Migrants took over once again from the 11th: Willow Warbler that day, Long Tailed Duck and 2 Little Gulls off Starr Gate on the 12th, House Martin on the 19th, Reed Warbler on the 20th and then a seawatch on the 21st produced c50 Manx Shearwaters, an Arctic Skua and 2 Arctic Terns. After said seawatch Ash and his dad Mark gave me a lift with them to Marton Mere to see if any more migrants had dropped in. 2 Reed Warblers were singing from deep within the reedbed near the bird club hide and then as we rounded the east end a Sedge Warbler burst into song. Walking along the path by the scrub on the northern edge of the mere we heard a Whitethroat singing from a small bramble patch, and whilst moving closer to see if we could locate it Mark said "Ash, what's that in that bush over there, with an orange breast". A reply quickly came from Ash, "male Redstart!" Redstarts migrate through the Fylde in small numbers each spring however none of us had connected with a Fylde one before. The bird gave brilliant views for a minute or so before turning and disappearing into the thick tapestry of bushes and shrubs that make up the scrub. Since this was the first of the year in the Fylde we text a few people with the news and by the end of the afternoon a small crowd of 15 had assembled, with the bird showing intermittently although getting more elusive and distant as the afternoon progressed. I was back at the mere the following day and although the Redstart had moved on I managed to see all 9 warbler species that are available at the mere in spring (including 4 Grasshoppers, 1 Lesser Whitethroat and 2 Cetti's).

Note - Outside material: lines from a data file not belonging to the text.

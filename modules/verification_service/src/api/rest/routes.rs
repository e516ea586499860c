//! Route registration

use super::handlers;
use crate::domain::Service;
use axum::{
    routing::{delete, get, patch},
    Extension, Router,
};
use std::sync::Arc;

/// Build the verification router
pub fn router(service: Arc<Service>) -> Router {
    Router::new()
        .route(
            "/external-doc-verification",
            get(handlers::list_verifications),
        )
        .route(
            "/external-doc-verification/{request_id}",
            get(handlers::get_verification_details),
        )
        .route(
            "/external-doc-verification/{request_id}",
            patch(handlers::update_verification),
        )
        .route(
            "/external-doc-verification/{request_id}",
            delete(handlers::delete_verification),
        )
        .layer(Extension(service))
}
//! Route registration

use super::handlers;
use crate::domain::Service;
use axum::{
    routing::{delete, get, patch, post},
    Extension, Router,
};
use std::sync::Arc;

/// Build the POA request router
pub fn router(service: Arc<Service>) -> Router {
    Router::new()
        .route("/poa-requests", get(handlers::list_poa_requests))
        .route("/poa-requests", post(handlers::create_poa_request))
        .route(
            "/poa-requests/{request_id}",
            get(handlers::get_poa_request_details),
        )
        .route(
            "/poa-requests/{request_id}",
            patch(handlers::update_poa_request),
        )
        .route(
            "/poa-requests/{request_id}",
            delete(handlers::delete_poa_request),
        )
        .layer(Extension(service))
}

The morning of the 28th saw me down at Rossall Point for my first proper vis-mig session of the year; it was rather slow going although a Tree Pipit over was a yeartick and a Short Eared Owl hunting on the golf course provided some distraction. That afternoon I headed down to Fairhaven Lake where 6 Swifts were hawking over the water, before heading a little further upriver as I had spotted a large number of Dunlin feeding there. I was hoping something may be with them, but was still pleasantly surprised when a moulting Curlew Sandpiper appeared in my scope view, this being the first individual I have seen away from Autumn passage. The last day of the month produced one of my personal highlights of 2012, not in terms of rarity but in terms of personal satisfaction. A small area of trees lies a short distance from my college and so every morning I had been checking there before my first lesson of the day. It had produced a few warblers in the previous weeks and on the 30th there had clearly been a small fall as the 3 common warbler species had increased in numbers. Scanning a large sycamore tree a small pale bird flashed through my view as it hopped between branches and promptly disappeared behind some leaves. After a few minutes it appeared a bit further to the left and I could it was a Flycatcher species, however I couldn't get decent enough views due to it being very flighty to confirm whether it was a Spotted or a female Pied. Eventually it sat still for a few seconds and turned sideways, revealing the white wing bars of a female  Pied Flycatcher. This is quite a scarce species in the Fylde with just a handful of records annually, indeed it was Fylde tick for me, and being on my local patch made it all the sweeter. Unfortunately as I was going to college I didn't carry my camera on such mornings, so the below photo is of a male from 2010.